Without changing anything, transcribe all of the entries.
________________________
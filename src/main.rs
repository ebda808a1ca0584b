//! PropColor CLI - Command-line tool for appending colored materials to models.
//!
//! This is the main entry point for the PropColor command-line application.

use std::collections::HashSet;
use std::fs;
use std::path::{Path, PathBuf};
use std::time::Instant;

use anyhow::{Context, Result};
use clap::{Parser, Subcommand};
use indicatif::{ProgressBar, ProgressStyle};
use rayon::prelude::*;
use tracing::{debug, error};
use tracing_subscriber::EnvFilter;

use propcolor::prelude::*;

/// PropColor - studio model material and skin tool
#[derive(Parser)]
#[command(name = "propcolor")]
#[command(author, version, about, long_about = None)]
struct Cli {
    /// Enable debug logging (overridden by RUST_LOG)
    #[arg(short, long, global = true)]
    verbose: bool,

    #[command(subcommand)]
    command: Commands,
}

#[derive(Subcommand)]
enum Commands {
    /// Show the textures, directories and skins of a model
    Info {
        /// Path to the MDL file
        #[arg(short, long, env = "PROPCOLOR_MODEL")]
        model: PathBuf,

        /// Print as JSON
        #[arg(long)]
        json: bool,
    },

    /// Append one material to a model
    AddMaterial {
        /// Path to the MDL file
        #[arg(short, long, env = "PROPCOLOR_MODEL")]
        model: PathBuf,

        /// Output MDL file
        #[arg(short, long)]
        output: PathBuf,

        /// Material path, relative to the materials directory
        #[arg(long)]
        material: String,

        /// Also add a skin family that uses the new material everywhere
        #[arg(long)]
        with_skin: bool,
    },

    /// Append materials with one skin each to one or more models
    AddSkins {
        /// Paths to the MDL files
        #[arg(short, long, required = true, num_args = 1..)]
        model: Vec<PathBuf>,

        /// Output directory
        #[arg(short, long, env = "PROPCOLOR_OUTPUT")]
        output: PathBuf,

        /// Material paths, one skin family per material
        #[arg(long, required = true, num_args = 1..)]
        material: Vec<String>,
    },
}

fn main() -> Result<()> {
    let cli = Cli::parse();
    init_tracing(cli.verbose);

    match cli.command {
        Commands::Info { model, json } => {
            cmd_info(&model, json)?;
        }
        Commands::AddMaterial {
            model,
            output,
            material,
            with_skin,
        } => {
            cmd_add_material(&model, &output, &material, with_skin)?;
        }
        Commands::AddSkins {
            model,
            output,
            material,
        } => {
            cmd_add_skins(&model, &output, &material)?;
        }
    }

    Ok(())
}

fn init_tracing(verbose: bool) {
    let default_level = if verbose { "debug" } else { "info" };
    let filter =
        EnvFilter::try_from_default_env().unwrap_or_else(|_| EnvFilter::new(default_level));

    tracing_subscriber::fmt()
        .with_env_filter(filter)
        .with_target(false)
        .with_writer(std::io::stderr)
        .init();
}

fn cmd_info(path: &Path, json: bool) -> Result<()> {
    let model = StudioModel::load(path).context("Failed to load model")?;
    let summary = ModelSummary::from(&model);

    if json {
        println!("{}", serde_json::to_string_pretty(&summary)?);
        return Ok(());
    }

    println!("Model: {} (version {})", summary.name, summary.version);
    println!("Size: {} bytes", summary.length);
    println!("Surface property: {}", summary.surface_prop);

    println!("\nTextures ({}):", summary.textures.len());
    for (slot, name) in summary.textures.iter().enumerate() {
        println!("  [{:>3}] {}", slot, name);
    }

    println!("\nTexture directories ({}):", summary.texture_dirs.len());
    for dir in &summary.texture_dirs {
        println!("  {}", dir);
    }

    println!(
        "\nSkin families ({} x {} references):",
        summary.skin_families.len(),
        summary.num_skin_ref
    );
    for (skin, family) in summary.skin_families.iter().enumerate() {
        println!("  skin {:>3}: {:?}", skin, family);
    }

    if !summary.key_values.is_empty() {
        println!("\nKey values: {} bytes", summary.key_values.len());
    }

    Ok(())
}

fn cmd_add_material(input: &Path, output: &Path, material: &str, with_skin: bool) -> Result<()> {
    println!("Adding material: {} -> {}", material, output.display());

    let mut model = StudioModel::load(input).context("Failed to load model")?;
    let skin = model.skin_families().len();

    if with_skin {
        model
            .add_material_with_skin(material)
            .context("Failed to add material with skin")?;
    } else {
        model.add_material(material).context("Failed to add material")?;
    }

    model.save(output).context("Failed to write output model")?;

    if with_skin {
        println!("Material added as skin {}", skin);
    } else {
        println!("Material added");
    }

    Ok(())
}

fn cmd_add_skins(models: &[PathBuf], output: &Path, materials: &[String]) -> Result<()> {
    println!(
        "Adding {} skins to {} models in {}...",
        materials.len(),
        models.len(),
        output.display()
    );

    let destinations = output_paths(models, output)?;
    fs::create_dir_all(output)?;

    let pb = ProgressBar::new(models.len() as u64);
    pb.set_style(
        ProgressStyle::default_bar()
            .template("{spinner:.green} [{elapsed_precise}] [{bar:40.cyan/blue}] {pos}/{len} ({eta})")?
            .progress_chars("#>-"),
    );

    let start = Instant::now();

    // Each model gets its own instance, so files are processed independently
    let errors: usize = models
        .par_iter()
        .zip(destinations.par_iter())
        .map(|(input, destination)| {
            let result = add_skins_to(input, destination, materials);
            pb.inc(1);

            match result {
                Ok(()) => {
                    debug!(model = %input.display(), output = %destination.display(), "patched model");
                    0
                }
                Err(e) => {
                    error!(model = %input.display(), "{:#}", e);
                    1
                }
            }
        })
        .sum();

    pb.finish_with_message("Done");
    println!(
        "Patched {} models in {:?} ({} errors)",
        models.len() - errors,
        start.elapsed(),
        errors
    );

    if errors > 0 {
        anyhow::bail!("{} models could not be patched", errors);
    }

    Ok(())
}

/// Map every input model to its file in `output_dir`.
///
/// Two inputs with the same file name would be written to the same
/// destination by parallel workers, so that is rejected up front.
fn output_paths(models: &[PathBuf], output_dir: &Path) -> Result<Vec<PathBuf>> {
    let mut seen = HashSet::with_capacity(models.len());

    models
        .iter()
        .map(|input| {
            let file_name = input
                .file_name()
                .with_context(|| format!("Not a file: {}", input.display()))?;
            if !seen.insert(file_name) {
                anyhow::bail!(
                    "More than one input model is named {}; outputs would collide in {}",
                    file_name.to_string_lossy(),
                    output_dir.display()
                );
            }
            Ok(output_dir.join(file_name))
        })
        .collect()
}

fn add_skins_to(input: &Path, output: &Path, materials: &[String]) -> Result<()> {
    let mut model = StudioModel::load(input).context("Failed to load model")?;
    model
        .add_materials_with_skins(materials)
        .context("Failed to add skins")?;
    model.save(output).context("Failed to write output model")?;

    Ok(())
}

#[cfg(test)]
mod tests {
    use super::*;

    #[test]
    fn test_output_paths() {
        let models = vec![
            PathBuf::from("props/crate01.mdl"),
            PathBuf::from("props/barrel.mdl"),
        ];

        let paths = output_paths(&models, Path::new("out")).unwrap();
        assert_eq!(
            paths,
            vec![PathBuf::from("out/crate01.mdl"), PathBuf::from("out/barrel.mdl")]
        );
    }

    #[test]
    fn test_output_paths_rejects_duplicate_names() {
        let models = vec![
            PathBuf::from("a/crate01.mdl"),
            PathBuf::from("b/crate01.mdl"),
        ];

        let err = output_paths(&models, Path::new("out")).unwrap_err();
        assert!(err.to_string().contains("crate01.mdl"));
    }

    #[test]
    fn test_output_paths_rejects_directories() {
        let models = vec![PathBuf::from("props/..")];
        assert!(output_paths(&models, Path::new("out")).is_err());
    }
}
________________________
_Response_
filename src/main.rs
repository ebda808a1ca0584b
//! PropColor CLI - Command-line tool for appending colored materials to models.
//!
//! This is the main entry point for the PropColor command-line application.

use std::collections::HashSet;
use std::fs;
use std::path::{Path, PathBuf};
use std::time::Instant;

use anyhow::{Context, Result};
use clap::{Parser, Subcommand};
use indicatif::{ProgressBar, ProgressStyle};
use rayon::prelude::*;
use tracing::{debug, error};
use tracing_subscriber::EnvFilter;

use propcolor::prelude::*;

/// PropColor - studio model material and skin tool
#[derive(Parser)]
#[command(name = "propcolor")]
#[command(author, version, about, long_about = None)]
struct Cli {
    /// Enable debug logging (overridden by RUST_LOG)
    #[arg(short, long, global = true)]
    verbose: bool,

    #[command(subcommand)]
    command: Commands,
}

#[derive(Subcommand)]
enum Commands {
    /// Show the textures, directories and skins of a model
    Info {
        /// Path to the MDL file
        #[arg(short, long, env = "PROPCOLOR_MODEL")]
        model: PathBuf,

        /// Print as JSON
        #[arg(long)]
        json: bool,
    },

    /// Append one material to a model
    AddMaterial {
        /// Path to the MDL file
        #[arg(short, long, env = "PROPCOLOR_MODEL")]
        model: PathBuf,

        /// Output MDL file
        #[arg(short, long)]
        output: PathBuf,

        /// Material path, relative to the materials directory
        #[arg(long)]
        material: String,

        /// Also add a skin family that uses the new material everywhere
        #[arg(long)]
        with_skin: bool,
    },

    /// Append materials with one skin each to one or more models
    AddSkins {
        /// Paths to the MDL files
        #[arg(short, long, required = true, num_args = 1..)]
        model: Vec<PathBuf>,

        /// Output directory
        #[arg(short, long, env = "PROPCOLOR_OUTPUT")]
        output: PathBuf,

        /// Material paths, one skin family per material
        #[arg(long, required = true, num_args = 1..)]
        material: Vec<String>,
    },
}

fn main() -> Result<()> {
    let cli = Cli::parse();
    init_tracing(cli.verbose);

    match cli.command {
        Commands::Info { model, json } => {
            cmd_info(&model, json)?;
        }
        Commands::AddMaterial {
            model,
            output,
            material,
            with_skin,
        } => {
            cmd_add_material(&model, &output, &material, with_skin)?;
        }
        Commands::AddSkins {
            model,
            output,
            material,
        } => {
            cmd_add_skins(&model, &output, &material)?;
        }
    }

    Ok(())
}

fn init_tracing(verbose: bool) {
    let default_level = if verbose { "debug" } else { "info" };
    let filter =
        EnvFilter::try_from_default_env().unwrap_or_else(|_| EnvFilter::new(default_level));

    tracing_subscriber::fmt()
        .with_env_filter(filter)
        .with_target(false)
        .with_writer(std::io::stderr)
        .init();
}

fn cmd_info(path: &Path, json: bool) -> Result<()> {
    let model = StudioModel::load(path).context("Failed to load model")?;
    let summary = ModelSummary::from(&model);

    if json {
        println!("{}", serde_json::to_string_pretty(&summary)?);
        return Ok(());
    }

    println!("Model: {} (version {})", summary.name, summary.version);
    println!("Size: {} bytes", summary.length);
    println!("Surface property: {}", summary.surface_prop);

    println!("\nTextures ({}):", summary.textures.len());
    for (slot, name) in summary.textures.iter().enumerate() {
        println!("  [{:>3}] {}", slot, name);
    }

    println!("\nTexture directories ({}):", summary.texture_dirs.len());
    for dir in &summary.texture_dirs {
        println!("  {}", dir);
    }

    println!(
        "\nSkin families ({} x {} references):",
        summary.skin_families.len(),
        summary.num_skin_ref
    );
    for (skin, family) in summary.skin_families.iter().enumerate() {
        println!("  skin {:>3}: {:?}", skin, family);
    }

    if !summary.key_values.is_empty() {
        println!("\nKey values: {} bytes", summary.key_values.len());
    }

    Ok(())
}

fn cmd_add_material(input: &Path, output: &Path, material: &str, with_skin: bool) -> Result<()> {
    println!("Adding material: {} -> {}", material, output.display());

    let mut model = StudioModel::load(input).context("Failed to load model")?;
    let skin = model.skin_families().len();

    if with_skin {
        model
            .add_material_with_skin(material)
            .context("Failed to add material with skin")?;
    } else {
        model.add_material(material).context("Failed to add material")?;
    }

    model.save(output).context("Failed to write output model")?;

    if with_skin {
        println!("Material added as skin {}", skin);
    } else {
        println!("Material added");
    }

    Ok(())
}

fn cmd_add_skins(models: &[PathBuf], output: &Path, materials: &[String]) -> Result<()> {
    println!(
        "Adding {} skins to {} models in {}...",
        materials.len(),
        models.len(),
        output.display()
    );

    let destinations = output_paths(models, output)?;
    fs::create_dir_all(output)?;

    let pb = ProgressBar::new(models.len() as u64);
    pb.set_style(
        ProgressStyle::default_bar()
            .template("{spinner:.green} [{elapsed_precise}] [{bar:40.cyan/blue}] {pos}/{len} ({eta})")?
            .progress_chars("#>-"),
    );

    let start = Instant::now();

    // Each model gets its own instance, so files are processed independently
    let errors: usize = models
        .par_iter()
        .zip(destinations.par_iter())
        .map(|(input, destination)| {
            let result = add_skins_to(input, destination, materials);
            pb.inc(1);

            match result {
                Ok(()) => {
                    debug!(model = %input.display(), output = %destination.display(), "patched model");
                    0
                }
                Err(e) => {
                    error!(model = %input.display(), "{:#}", e);
                    1
                }
            }
        })
        .sum();

    pb.finish_with_message("Done");
    println!(
        "Patched {} models in {:?} ({} errors)",
        models.len() - errors,
        start.elapsed(),
        errors
    );

    if errors > 0 {
        anyhow::bail!("{} models could not be patched", errors);
    }

    Ok(())
}

/// Map every input model to its file in `output_dir`.
///
/// Two inputs with the same file name would be written to the same
/// destination by parallel workers, so that is rejected up front.
fn output_paths(models: &[PathBuf], output_dir: &Path) -> Result<Vec<PathBuf>> {
    let mut seen = HashSet::with_capacity(models.len());

    models
        .iter()
        .map(|input| {
            let file_name = input
                .file_name()
                .with_context(|| format!("Not a file: {}", input.display()))?;
            if !seen.insert(file_name) {
                anyhow::bail!(
                    "More than one input model is named {}; outputs would collide in {}",
                    file_name.to_string_lossy(),
                    output_dir.display()
                );
            }
            Ok(output_dir.join(file_name))
        })
        .collect()
}

fn add_skins_to(input: &Path, output: &Path, materials: &[String]) -> Result<()> {
    let mut model = StudioModel::load(input).context("Failed to load model")?;
    model
        .add_materials_with_skins(materials)
        .context("Failed to add skins")?;
    model.save(output).context("Failed to write output model")?;

    Ok(())
}

#[cfg(test)]
mod tests {
    use super::*;

    #[test]
    fn test_output_paths() {
        let models = vec![
            PathBuf::from("props/crate01.mdl"),
            PathBuf::from("props/barrel.mdl"),
        ];

        let paths = output_paths(&models, Path::new("out")).unwrap();
        assert_eq!(
            paths,
            vec![PathBuf::from("out/crate01.mdl"), PathBuf::from("out/barrel.mdl")]
        );
    }

    #[test]
    fn test_output_paths_rejects_duplicate_names() {
        let models = vec![
            PathBuf::from("a/crate01.mdl"),
            PathBuf::from("b/crate01.mdl"),
        ];

        let err = output_paths(&models, Path::new("out")).unwrap_err();
        assert!(err.to_string().contains("crate01.mdl"));
    }

    #[test]
    fn test_output_paths_rejects_directories() {
        let models = vec![PathBuf::from("props/..")];
        assert!(output_paths(&models, Path::new("out")).is_err());
    }
}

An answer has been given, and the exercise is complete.